### Extracted entries:
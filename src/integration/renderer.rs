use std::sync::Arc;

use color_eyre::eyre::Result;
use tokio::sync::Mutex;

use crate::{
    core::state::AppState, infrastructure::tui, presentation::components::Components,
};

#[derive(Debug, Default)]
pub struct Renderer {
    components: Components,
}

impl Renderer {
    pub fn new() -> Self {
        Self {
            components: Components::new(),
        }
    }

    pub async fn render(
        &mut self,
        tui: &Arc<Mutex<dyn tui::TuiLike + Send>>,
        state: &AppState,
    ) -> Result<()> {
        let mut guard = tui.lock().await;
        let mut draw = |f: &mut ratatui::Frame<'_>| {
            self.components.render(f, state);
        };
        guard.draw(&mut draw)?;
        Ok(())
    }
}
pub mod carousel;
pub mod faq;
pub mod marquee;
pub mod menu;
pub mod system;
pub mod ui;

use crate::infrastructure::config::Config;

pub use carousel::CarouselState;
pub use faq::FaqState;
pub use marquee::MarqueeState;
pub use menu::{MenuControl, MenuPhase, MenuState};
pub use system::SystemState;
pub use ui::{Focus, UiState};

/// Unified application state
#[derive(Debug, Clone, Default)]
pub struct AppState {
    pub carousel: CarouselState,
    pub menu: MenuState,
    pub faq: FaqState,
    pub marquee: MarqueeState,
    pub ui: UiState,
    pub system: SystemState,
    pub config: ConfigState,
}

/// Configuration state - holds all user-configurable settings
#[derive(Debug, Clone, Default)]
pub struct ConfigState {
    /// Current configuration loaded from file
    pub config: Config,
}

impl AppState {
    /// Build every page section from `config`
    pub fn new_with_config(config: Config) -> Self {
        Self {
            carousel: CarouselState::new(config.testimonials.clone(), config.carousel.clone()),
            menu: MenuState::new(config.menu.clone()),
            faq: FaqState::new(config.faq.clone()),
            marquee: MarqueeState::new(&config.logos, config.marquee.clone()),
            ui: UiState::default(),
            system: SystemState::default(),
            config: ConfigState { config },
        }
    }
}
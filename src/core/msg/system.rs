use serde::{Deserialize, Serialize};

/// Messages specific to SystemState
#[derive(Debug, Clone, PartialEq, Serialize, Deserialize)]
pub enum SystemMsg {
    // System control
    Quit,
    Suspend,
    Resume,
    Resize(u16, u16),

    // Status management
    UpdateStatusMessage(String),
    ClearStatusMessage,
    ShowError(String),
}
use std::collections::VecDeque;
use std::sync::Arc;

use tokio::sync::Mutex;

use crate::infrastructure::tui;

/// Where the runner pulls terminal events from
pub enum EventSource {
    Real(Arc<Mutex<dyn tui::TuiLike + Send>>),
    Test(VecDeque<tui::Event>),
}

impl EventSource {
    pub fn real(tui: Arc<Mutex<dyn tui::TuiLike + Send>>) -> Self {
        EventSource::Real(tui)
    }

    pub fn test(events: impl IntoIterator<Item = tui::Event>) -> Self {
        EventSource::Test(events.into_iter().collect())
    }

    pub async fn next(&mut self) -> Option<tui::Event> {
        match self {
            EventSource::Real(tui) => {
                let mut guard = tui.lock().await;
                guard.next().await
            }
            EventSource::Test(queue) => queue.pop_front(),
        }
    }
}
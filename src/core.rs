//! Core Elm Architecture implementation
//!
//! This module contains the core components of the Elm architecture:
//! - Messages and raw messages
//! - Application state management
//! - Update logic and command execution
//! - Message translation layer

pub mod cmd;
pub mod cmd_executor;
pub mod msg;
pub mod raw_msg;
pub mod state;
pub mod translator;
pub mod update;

### What is expected:
In the material above, find the line with "terminal events from"; then copy it and every line after it, exactly, through the end.

### Exercise result:
/// Where the runner pulls terminal events from
pub enum EventSource {
    Real(Arc<Mutex<dyn tui::TuiLike + Send>>),
    Test(VecDeque<tui::Event>),
}

impl EventSource {
    pub fn real(tui: Arc<Mutex<dyn tui::TuiLike + Send>>) -> Self {
        EventSource::Real(tui)
    }

    pub fn test(events: impl IntoIterator<Item = tui::Event>) -> Self {
        EventSource::Test(events.into_iter().collect())
    }

    pub async fn next(&mut self) -> Option<tui::Event> {
        match self {
            EventSource::Real(tui) => {
                let mut guard = tui.lock().await;
                guard.next().await
            }
            EventSource::Test(queue) => queue.pop_front(),
        }
    }
}
filename src/core.rs
//! Core Elm Architecture implementation
//!
//! This module contains the core components of the Elm architecture:
//! - Messages and raw messages
//! - Application state management
//! - Update logic and command execution
//! - Message translation layer

pub mod cmd;
pub mod cmd_executor;
pub mod msg;
pub mod raw_msg;
pub mod state;
pub mod translator;
pub mod update;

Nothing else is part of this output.